WHAT YOU HAVE TO DO: For the records that follow, give the number of lines containing the word "chrono", with no added text.

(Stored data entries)
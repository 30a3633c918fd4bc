//! Janitor - long-interval aggregation pass
//!
//! The fast debounce path handles interactive edits. The janitor exists only
//! to pick up payloads that path left behind (for example after a transient
//! failure was given up for the cycle). It ticks at a fixed interval and asks
//! the coordinator to run a pass; the coordinator decides whether anything
//! needs exporting.

use std::time::Duration;

use tokio::time::{interval_at, Instant, MissedTickBehavior};
use tokio_util::sync::CancellationToken;
use tracing::{debug, info};

pub struct Janitor {
    interval: Duration,
    shutdown: CancellationToken,
}

impl Janitor {
    /// Creates a janitor ticking every `interval`, stopped by `shutdown`
    pub fn new(interval: Duration, shutdown: CancellationToken) -> Self {
        Self { interval, shutdown }
    }

    /// Runs until cancelled or until `pass` returns false
    ///
    /// The first pass happens one full interval after start.
    pub async fn run<F>(self, mut pass: F)
    where
        F: FnMut() -> bool + Send,
    {
        info!(
            interval_secs = self.interval.as_secs(),
            "Janitor starting"
        );

        let mut ticker = interval_at(Instant::now() + self.interval, self.interval);
        ticker.set_missed_tick_behavior(MissedTickBehavior::Delay);

        loop {
            tokio::select! {
                _ = self.shutdown.cancelled() => {
                    debug!("Janitor cancelled");
                    break;
                }
                _ = ticker.tick() => {
                    debug!("Janitor pass");
                    if !pass() {
                        debug!("Janitor target gone");
                        break;
                    }
                }
            }
        }

        info!("Janitor stopped");
    }
}
//! `Retry-After` header parsing
//!
//! The header carries either a number of seconds or an HTTP-date. Both forms
//! are capped at one hour so a misbehaving server cannot park the engine.

use std::time::Duration;

use tracing::warn;

/// Longest wait accepted from a server
pub const MAX_RETRY_AFTER: Duration = Duration::from_secs(3600);

/// Parses a `Retry-After` header value into a Duration
///
/// # Arguments
/// * `value` - Raw header value (`"30"` or `"Wed, 21 Oct 2026 07:28:00 GMT"`)
///
/// # Returns
/// The wait, capped at [`MAX_RETRY_AFTER`], or `None` if the value is neither
/// form. A date in the past yields a zero wait.
pub fn parse_retry_after(value: &str) -> Option<Duration> {
    let value = value.trim();

    if let Ok(seconds) = value.parse::<u64>() {
        return Some(Duration::from_secs(seconds).min(MAX_RETRY_AFTER));
    }

    if let Ok(date) = chrono::DateTime::parse_from_rfc2822(value) {
        let remaining = date.with_timezone(&chrono::Utc) - chrono::Utc::now();
        let seconds = u64::try_from(remaining.num_seconds()).unwrap_or(0);
        return Some(Duration::from_secs(seconds).min(MAX_RETRY_AFTER));
    }

    warn!(value, "Could not parse Retry-After header, ignoring it");
    None
}
//! Domain error types
//!
//! This module defines error types specific to domain operations,
//! including validation failures and decoding remote grids into records.

use thiserror::Error;

/// Errors that can occur in domain operations
#[derive(Debug, Error, Clone, PartialEq, Eq)]
pub enum DomainError {
    /// Sheet name is empty, too long, or contains range metacharacters
    #[error("Invalid sheet name: {0}")]
    InvalidSheetName(String),

    /// Invalid content hash format (expected 64 lowercase hex characters)
    #[error("Invalid hash format: {0}")]
    InvalidHash(String),

    /// The header row of a remote sheet does not match the record layout
    #[error("Schema mismatch in sheet {sheet}: expected header {expected:?}, found {found:?}")]
    SchemaMismatch {
        /// Sheet being decoded
        sheet: String,
        /// Header the record type expects
        expected: Vec<String>,
        /// Header found in the grid
        found: Vec<String>,
    },

    /// A cell could not be converted into the field's type
    #[error("Invalid value {value:?} for column {column} in row {row}")]
    InvalidCell {
        /// 1-based row index in the grid (header included)
        row: usize,
        /// Column header
        column: String,
        /// Raw cell text
        value: String,
    },

    /// No local collection is registered for the sheet
    #[error("Unknown sheet: {0}")]
    UnknownSheet(String),

    /// Generic validation failure
    #[error("Validation failed: {0}")]
    ValidationFailed(String),
}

WRITTEN ANSWER: 2